Zweitens: Schutz der Hände vor der Kälte

Die Handhaut ist sehr empfindlich, trocknet schnell aus und ist den Beschädigungen ausgesetzt, deshalb sollten Sie ihre Hände auf besondere Weise pflegen. Vor dem Ausgehen tragen Sie eine Feuchtigkeitscreme mit fettigen Konsistenz auf. Ziehen Sie die Handschuhe an. Von Zeit zu Zeit können Sie ein Peeling machen und Masken verwenden.

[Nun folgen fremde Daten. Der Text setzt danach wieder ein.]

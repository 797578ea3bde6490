// SPDX-License-Identifier: BUSL-1.1
// Copyright (c) 2026 Alfred Jean LLC

//! Kanban tasks and tri-state behaviour toggles.
//!
//! A toggle left unset on a task falls through to the owning lane's default
//! at read time; an explicit `false` is never overridden by a lane default.

use chrono::{DateTime, Utc};
use serde::{Deserialize, Serialize};
use std::path::PathBuf;

use crate::agent::{AgentProvider, AgentRole};
use crate::id::{AgentId, LaneId, RunId, TaskId};
use crate::lane::LaneToggles;

/// Queue/assignment status of a task.
#[derive(Debug, Clone, Copy, PartialEq, Eq, Serialize, Deserialize)]
#[serde(rename_all = "snake_case")]
pub enum TaskStatus {
    Pending,
    Assigned,
    InProgress,
    Completed,
    Failed,
    Cancelled,
}

impl TaskStatus {
    pub fn is_terminal(&self) -> bool {
        matches!(self, TaskStatus::Completed | TaskStatus::Failed | TaskStatus::Cancelled)
    }
}

crate::simple_display! {
    TaskStatus {
        Pending => "pending",
        Assigned => "assigned",
        InProgress => "in_progress",
        Completed => "completed",
        Failed => "failed",
        Cancelled => "cancelled",
    }
}

/// Board column a task sits in.
#[derive(Debug, Clone, Copy, PartialEq, Eq, Hash, Serialize, Deserialize)]
#[serde(rename_all = "snake_case")]
pub enum KanbanColumn {
    Backlog,
    Todo,
    InProgress,
    InReview,
    Done,
}

impl KanbanColumn {
    pub const ALL: [KanbanColumn; 5] = [
        KanbanColumn::Backlog,
        KanbanColumn::Todo,
        KanbanColumn::InProgress,
        KanbanColumn::InReview,
        KanbanColumn::Done,
    ];

    pub fn parse(s: &str) -> Option<Self> {
        match s {
            "backlog" => Some(KanbanColumn::Backlog),
            "todo" => Some(KanbanColumn::Todo),
            "in_progress" => Some(KanbanColumn::InProgress),
            "in_review" => Some(KanbanColumn::InReview),
            "done" => Some(KanbanColumn::Done),
            _ => None,
        }
    }
}

crate::simple_display! {
    KanbanColumn {
        Backlog => "backlog",
        Todo => "todo",
        InProgress => "in_progress",
        InReview => "in_review",
        Done => "done",
    }
}

/// Per-task tri-state toggles (`None` = unset, falls through to the lane).
#[derive(Debug, Clone, Copy, Default, PartialEq, Eq, Serialize, Deserialize)]
#[serde(rename_all = "camelCase")]
pub struct Toggles {
    #[serde(default, skip_serializing_if = "Option::is_none")]
    pub auto_start: Option<bool>,
    #[serde(default, skip_serializing_if = "Option::is_none")]
    pub auto_pilot: Option<bool>,
    #[serde(default, skip_serializing_if = "Option::is_none")]
    pub auto_close: Option<bool>,
    #[serde(default, skip_serializing_if = "Option::is_none")]
    pub use_worktree: Option<bool>,
    #[serde(default, skip_serializing_if = "Option::is_none")]
    pub use_memory: Option<bool>,
}

impl Toggles {
    /// Copy lane defaults onto toggles left unset. Runs once, at task
    /// creation; later lane edits do not mutate already-stamped tasks.
    pub fn stamp(&mut self, lane: &LaneToggles) {
        self.auto_start.get_or_insert(lane.auto_start);
        self.auto_pilot.get_or_insert(lane.auto_pilot);
        self.auto_close.get_or_insert(lane.auto_close);
        self.use_worktree.get_or_insert(lane.use_worktree);
        self.use_memory.get_or_insert(lane.use_memory);
    }

    /// Resolve one toggle: task value if set, else the lane default, else false.
    fn resolve(task: Option<bool>, lane: Option<bool>) -> bool {
        task.or(lane).unwrap_or(false)
    }

    /// Resolve every toggle against the (current) owning lane's defaults.
    pub fn effective(&self, lane: Option<&LaneToggles>) -> EffectiveToggles {
        EffectiveToggles {
            auto_start: Self::resolve(self.auto_start, lane.map(|l| l.auto_start)),
            auto_pilot: Self::resolve(self.auto_pilot, lane.map(|l| l.auto_pilot)),
            auto_close: Self::resolve(self.auto_close, lane.map(|l| l.auto_close)),
            use_worktree: Self::resolve(self.use_worktree, lane.map(|l| l.use_worktree)),
            use_memory: Self::resolve(self.use_memory, lane.map(|l| l.use_memory)),
        }
    }
}

/// Fully-resolved toggle values for a task.
#[derive(Debug, Clone, Copy, PartialEq, Eq, Serialize, Deserialize)]
#[serde(rename_all = "camelCase")]
pub struct EffectiveToggles {
    pub auto_start: bool,
    pub auto_pilot: bool,
    pub auto_close: bool,
    pub use_worktree: bool,
    pub use_memory: bool,
}

/// One status transition, kept in the task's history.
#[derive(Debug, Clone, PartialEq, Serialize, Deserialize)]
#[serde(rename_all = "camelCase")]
pub struct StatusChange {
    pub from: TaskStatus,
    pub to: TaskStatus,
    pub at: DateTime<Utc>,
}

/// Freeform comment attached to a task.
#[derive(Debug, Clone, PartialEq, Serialize, Deserialize)]
#[serde(rename_all = "camelCase")]
pub struct TaskComment {
    pub author: String,
    pub body: String,
    pub at: DateTime<Utc>,
}

/// Link from a task back to the pipeline run/stage that materialised it.
#[derive(Debug, Clone, PartialEq, Eq, Serialize, Deserialize)]
#[serde(rename_all = "camelCase")]
pub struct StageRef {
    pub run_id: RunId,
    pub stage_id: String,
    /// Sibling index for fan-out stages (0-based).
    #[serde(default, skip_serializing_if = "Option::is_none")]
    pub branch: Option<u32>,
}

/// A unit of work on the board.
#[derive(Debug, Clone, PartialEq, Serialize, Deserialize)]
#[serde(rename_all = "camelCase")]
pub struct Task {
    pub id: TaskId,
    pub description: String,
    #[serde(default, skip_serializing_if = "Option::is_none")]
    pub target_role: Option<AgentRole>,
    #[serde(default, skip_serializing_if = "Option::is_none")]
    pub assigned_agent_id: Option<AgentId>,
    pub status: TaskStatus,
    #[serde(default)]
    pub priority: i32,
    #[serde(default, skip_serializing_if = "Option::is_none")]
    pub input: Option<serde_json::Value>,
    #[serde(default, skip_serializing_if = "Option::is_none")]
    pub output: Option<String>,
    pub column: KanbanColumn,
    #[serde(default, skip_serializing_if = "Option::is_none")]
    pub lane_id: Option<LaneId>,
    #[serde(default, skip_serializing_if = "Option::is_none")]
    pub parent_task_id: Option<TaskId>,
    #[serde(default, skip_serializing_if = "Vec::is_empty")]
    pub subtask_ids: Vec<TaskId>,
    #[serde(default, skip_serializing_if = "Vec::is_empty")]
    pub depends_on: Vec<TaskId>,
    #[serde(default)]
    pub toggles: Toggles,
    #[serde(default, skip_serializing_if = "Option::is_none")]
    pub provider: Option<AgentProvider>,
    #[serde(default, skip_serializing_if = "Option::is_none")]
    pub model: Option<String>,
    /// Runtime override: spawn the handling agent here instead of the default.
    #[serde(default, skip_serializing_if = "Option::is_none")]
    pub runtime_override: Option<String>,
    #[serde(default, skip_serializing_if = "Option::is_none")]
    pub working_dir_override: Option<PathBuf>,
    #[serde(default, skip_serializing_if = "Option::is_none")]
    pub stage_ref: Option<StageRef>,
    #[serde(default, skip_serializing_if = "Vec::is_empty")]
    pub status_history: Vec<StatusChange>,
    #[serde(default, skip_serializing_if = "Vec::is_empty")]
    pub comments: Vec<TaskComment>,
    #[serde(default, skip_serializing_if = "Vec::is_empty")]
    pub tags: Vec<String>,
    pub created_at: DateTime<Utc>,
    pub updated_at: DateTime<Utc>,
    #[serde(default, skip_serializing_if = "Option::is_none")]
    pub done_at: Option<DateTime<Utc>>,
}

impl Task {
    /// Create a pending backlog task with defaults.
    pub fn new(description: impl Into<String>, now: DateTime<Utc>) -> Self {
        Self {
            id: TaskId::new(),
            description: description.into(),
            target_role: None,
            assigned_agent_id: None,
            status: TaskStatus::Pending,
            priority: 0,
            input: None,
            output: None,
            column: KanbanColumn::Backlog,
            lane_id: None,
            parent_task_id: None,
            subtask_ids: Vec::new(),
            depends_on: Vec::new(),
            toggles: Toggles::default(),
            provider: None,
            model: None,
            runtime_override: None,
            working_dir_override: None,
            stage_ref: None,
            status_history: Vec::new(),
            comments: Vec::new(),
            tags: Vec::new(),
            created_at: now,
            updated_at: now,
            done_at: None,
        }
    }

    /// Record a status transition (and its history entry).
    pub fn set_status(&mut self, to: TaskStatus, now: DateTime<Utc>) {
        if self.status == to {
            return;
        }
        self.status_history.push(StatusChange { from: self.status, to, at: now });
        self.status = to;
        self.updated_at = now;
    }
}

#[cfg(test)]
#[path = "task_tests.rs"]
mod tests;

Drittens: rotwangige Haut ab sofort?

Im Winter wird Ihre Haut blass und glanzlos. Wenn Sie schön aussehen möchten, haben Sie drei Lösungen: Massage, Bad, Kosmetikprodukte. Die Massage verbessert den Blutkreislauf, und damit sieht die Haut besser aus. Zu der Massage können Sie Eiswürfel oder ätherische Öle benutzen. Das Bad besitzt ähnliche Eigenschaften wie Massage. Zum Bad geben Sie Obststücke, ätherische Öle oder Salz dazu. Auch die Kosmetikprodukte besitzen wärmende Wirkung. Diese Produkte mit Kardamom, Ingwer und Zimt werden ideal.

Viertens: gepflegte Füße

Im Winter sind die Füße dem Austrocken ausgesetzt. Die Haut wird rau, hart; hat tiefe und schmerzhafte Rissen, und dazu sieht hässlich aus. Tiefen Sie die Füße ins warme Wasser mit Seife ein, dann schuppen Sie die beschädigte Oberhaut mit Hilfe von dem Bimsstein oder der Fußreibe ab; machen Sie ein Peeling und tragen Sie eine Feuchtigkeitscreme auf. Über Nacht ziehen Sie warme Socken an.